*WHAT YOU SHOULD DO:*
Each line of the data below that holds the word "SortWeights" is to be reported in full.

*Saved entries:*
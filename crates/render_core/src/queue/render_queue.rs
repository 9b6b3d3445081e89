//! # Render Queue System
//!
//! Collects the frame's render items, sorts them and hands them to the
//! backend pass by pass.
//!
//! ## Architecture
//!
//! - **RenderQueue**: Owns the frame's items and per-pass buckets
//! - **RenderBucket**: Borrowed view of one (pass, blend mode) group
//! - **SortKeyLayout**: Packs state and depth into a 64-bit key
//!
//! Within a pass, items are grouped by blend mode. Opaque groups sort by
//! ascending key; blended groups sort strictly back to front by distance,
//! ignoring state.

use super::{RenderItem, RenderPass, SortKeyLayout, SortWeights};
use crate::resources::BlendMode;
use log::{debug, trace};
use serde::{Deserialize, Serialize};
use std::cmp::Ordering;
use std::time::Instant;

/// Comparator replacing the default order within a pass
pub type CustomSort = Box<dyn Fn(&RenderItem, &RenderItem) -> Ordering + Send + Sync>;

/// Configuration for the [`RenderQueue`]
#[derive(Debug, Clone, PartialEq, Serialize, Deserialize)]
#[serde(default)]
pub struct RenderQueueConfig {
    /// Include shader, material and texture in the key
    pub sort_by_state: bool,
    /// Include depth in the key
    pub sort_by_depth: bool,
    /// Worker queues used by [`ParallelRenderQueue`](super::ParallelRenderQueue)
    pub worker_count: usize,
    /// Per-criterion weights deciding key layout
    pub weights: SortWeights,
}

impl RenderQueueConfig {
    /// Create a configuration with default values
    pub fn new() -> Self {
        Self {
            sort_by_state: true,
            sort_by_depth: true,
            worker_count: 4,
            weights: SortWeights::default(),
        }
    }

    /// Builder: set the number of worker queues
    #[must_use]
    pub fn with_worker_count(mut self, worker_count: usize) -> Self {
        self.worker_count = worker_count;
        self
    }

    /// Builder: set sort weights
    #[must_use]
    pub fn with_weights(mut self, weights: SortWeights) -> Self {
        self.weights = weights;
        self
    }

    /// Validate the configuration
    pub fn validate(&self) -> Result<(), String> {
        if self.worker_count == 0 {
            return Err("Worker count must be at least 1".to_string());
        }
        let w = &self.weights;
        if [w.shader, w.material, w.texture, w.depth].iter().any(|v| !(*v >= 0.0)) {
            return Err("Sort weights must be non-negative".to_string());
        }
        Ok(())
    }
}

impl Default for RenderQueueConfig {
    fn default() -> Self {
        Self::new()
    }
}

/// Statistics of the last sort
#[derive(Debug, Clone, Default, PartialEq)]
pub struct RenderQueueStats {
    /// Items submitted this frame
    pub total_items: usize,
    /// Items skipped for lacking the visible flag
    pub hidden_items: usize,
    /// Sorted items per pass, in pass order
    pub items_per_pass: [usize; RenderPass::COUNT],
    /// Sorted opaque items
    pub opaque_items: usize,
    /// Sorted blended items
    pub transparent_items: usize,
    /// Shader, material or texture changes between consecutive items
    pub state_changes: usize,
    /// Time spent sorting (microseconds)
    pub sort_time_us: u64,
}

/// Items of one pass sharing one blend mode, in sorted order
#[derive(Debug, Clone, Copy)]
pub struct RenderBucket<'a> {
    /// Pass of every item
    pub pass: RenderPass,
    /// Blend mode of every item
    pub blend_mode: BlendMode,
    indices: &'a [usize],
    items: &'a [RenderItem],
}

impl<'a> RenderBucket<'a> {
    /// Number of items
    pub fn len(&self) -> usize {
        self.indices.len()
    }

    /// Check if the bucket is empty
    pub fn is_empty(&self) -> bool {
        self.indices.is_empty()
    }

    /// Items in sorted order
    pub fn iter(&self) -> impl Iterator<Item = &'a RenderItem> + 'a {
        let (indices, items) = (self.indices, self.items);
        indices.iter().map(move |&i| &items[i])
    }
}

/// Collection of render items organized for efficient GPU submission
pub struct RenderQueue {
    config: RenderQueueConfig,
    layout: SortKeyLayout,
    items: Vec<RenderItem>,
    passes: [Vec<usize>; RenderPass::COUNT],
    custom_sorts: [Option<CustomSort>; RenderPass::COUNT],
    sorted: bool,
    stats: RenderQueueStats,
}

impl RenderQueue {
    /// Create a new empty render queue
    pub fn new(config: RenderQueueConfig) -> Self {
        Self {
            layout: SortKeyLayout::new(&config.weights, config.sort_by_state, config.sort_by_depth),
            config,
            items: Vec::new(),
            passes: Default::default(),
            custom_sorts: Default::default(),
            sorted: true,
            stats: RenderQueueStats::default(),
        }
    }

    /// Create a render queue with pre-allocated capacity
    pub fn with_capacity(config: RenderQueueConfig, capacity: usize) -> Self {
        let mut queue = Self::new(config);
        queue.items.reserve(capacity);
        queue
    }

    /// Current configuration
    pub fn config(&self) -> &RenderQueueConfig {
        &self.config
    }

    /// Replace the configuration; items are re-sorted before the next execute
    pub fn set_config(&mut self, config: RenderQueueConfig) {
        self.layout = SortKeyLayout::new(&config.weights, config.sort_by_state, config.sort_by_depth);
        self.config = config;
        self.sorted = false;
    }

    /// Key layout in use
    pub fn layout(&self) -> &SortKeyLayout {
        &self.layout
    }

    /// Drop last frame's items
    pub fn begin_frame(&mut self) {
        self.clear();
    }

    /// Clear all items for next frame
    pub fn clear(&mut self) {
        self.items.clear();
        for pass in &mut self.passes {
            pass.clear();
        }
        self.sorted = true;
    }

    /// Add an item
    pub fn submit(&mut self, item: RenderItem) {
        self.items.push(item);
        self.sorted = false;
    }

    /// Move every item of another queue to the end of this one
    pub fn append(&mut self, other: &mut RenderQueue) {
        if other.items.is_empty() {
            return;
        }
        self.items.append(&mut other.items);
        other.clear();
        self.sorted = false;
    }

    /// Replace the order inside each blend group of one pass
    pub fn set_custom_sort<F>(&mut self, pass: RenderPass, compare: F)
    where
        F: Fn(&RenderItem, &RenderItem) -> Ordering + Send + Sync + 'static,
    {
        self.custom_sorts[pass.index()] = Some(Box::new(compare));
        self.sorted = false;
    }

    /// Restore the default order of one pass
    pub fn clear_custom_sort(&mut self, pass: RenderPass) {
        self.custom_sorts[pass.index()] = None;
        self.sorted = false;
    }

    /// Compute keys and order every pass
    pub fn sort(&mut self) {
        let start = Instant::now();
        let max_depth = self
            .items
            .iter()
            .map(|item| item.depth)
            .filter(|d| d.is_finite())
            .fold(0.0f32, f32::max);

        let mut stats = RenderQueueStats {
            total_items: self.items.len(),
            ..RenderQueueStats::default()
        };

        for pass in &mut self.passes {
            pass.clear();
        }
        for (index, item) in self.items.iter_mut().enumerate() {
            if !item.is_visible() {
                stats.hidden_items += 1;
                continue;
            }
            item.sort_key = self.layout.key(item, max_depth);
            self.passes[item.pass.index()].push(index);
        }

        let items = &self.items;
        for pass in RenderPass::ALL {
            let indices = &mut self.passes[pass.index()];
            let custom = self.custom_sorts[pass.index()].as_ref();
            // Stable sort with the submission index as the final tie-break
            indices.sort_by(|&a, &b| {
                let (x, y) = (&items[a], &items[b]);
                x.blend_mode
                    .cmp(&y.blend_mode)
                    .then_with(|| match custom {
                        Some(compare) => compare(x, y),
                        None if x.is_transparent() => y.depth.total_cmp(&x.depth),
                        None => x.sort_key.cmp(&y.sort_key),
                    })
                    .then(a.cmp(&b))
            });

            stats.items_per_pass[pass.index()] = indices.len();
            for &i in indices.iter() {
                if items[i].is_transparent() {
                    stats.transparent_items += 1;
                } else {
                    stats.opaque_items += 1;
                }
            }
            stats.state_changes += indices
                .windows(2)
                .filter(|w| {
                    let (a, b) = (&items[w[0]].material, &items[w[1]].material);
                    a.shader_id != b.shader_id || a.id != b.id || a.texture_id != b.texture_id
                })
                .count();
        }

        stats.sort_time_us = start.elapsed().as_micros() as u64;
        trace!(
            "Sorted {} items ({} opaque, {} transparent) in {}us",
            stats.total_items,
            stats.opaque_items,
            stats.transparent_items,
            stats.sort_time_us
        );
        self.stats = stats;
        self.sorted = true;
    }

    /// Whether items were added since the last sort
    pub fn is_sorted(&self) -> bool {
        self.sorted
    }

    /// Call `draw` for every item of a pass in sorted order
    ///
    /// Sorts first when items were added since the last sort. Returns the
    /// number of items drawn.
    pub fn execute<F>(&mut self, pass: RenderPass, mut draw: F) -> usize
    where
        F: FnMut(&RenderItem),
    {
        if !self.sorted {
            debug!("Render queue executed before sorting; sorting now");
            self.sort();
        }
        let indices = &self.passes[pass.index()];
        for &i in indices {
            draw(&self.items[i]);
        }
        indices.len()
    }

    /// Walk every pass in execution order
    pub fn execute_all<F>(&mut self, mut draw: F) -> usize
    where
        F: FnMut(RenderPass, &RenderItem),
    {
        RenderPass::ALL
            .iter()
            .map(|&pass| self.execute(pass, |item| draw(pass, item)))
            .sum()
    }

    /// Sorted buckets of one pass, grouped by blend mode
    ///
    /// Empty until the queue has been sorted.
    pub fn buckets(&self, pass: RenderPass) -> Vec<RenderBucket<'_>> {
        if !self.sorted {
            return Vec::new();
        }
        let indices = self.passes[pass.index()].as_slice();
        let mut buckets = Vec::new();
        let mut start = 0;
        while start < indices.len() {
            let blend_mode = self.items[indices[start]].blend_mode;
            let len = indices[start..]
                .iter()
                .take_while(|&&i| self.items[i].blend_mode == blend_mode)
                .count();
            buckets.push(RenderBucket {
                pass,
                blend_mode,
                indices: &indices[start..start + len],
                items: &self.items,
            });
            start += len;
        }
        buckets
    }

    /// Every submitted item in submission order
    pub fn items(&self) -> &[RenderItem] {
        &self.items
    }

    /// Get total number of items
    pub fn len(&self) -> usize {
        self.items.len()
    }

    /// Check if queue is empty
    pub fn is_empty(&self) -> bool {
        self.items.is_empty()
    }

    /// Statistics of the last sort
    pub fn stats(&self) -> &RenderQueueStats {
        &self.stats
    }
}

impl Default for RenderQueue {
    fn default() -> Self {
        Self::new(RenderQueueConfig::default())
    }
}

impl std::fmt::Debug for RenderQueue {
    fn fmt(&self, f: &mut std::fmt::Formatter<'_>) -> std::fmt::Result {
        f.debug_struct("RenderQueue")
            .field("config", &self.config)
            .field("items", &self.items.len())
            .field("sorted", &self.sorted)
            .finish()
    }
}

*ANSWER SECTION:*
use super::{RenderItem, RenderPass, SortKeyLayout, SortWeights};
    pub weights: SortWeights,
            weights: SortWeights::default(),
    pub fn with_weights(mut self, weights: SortWeights) -> Self {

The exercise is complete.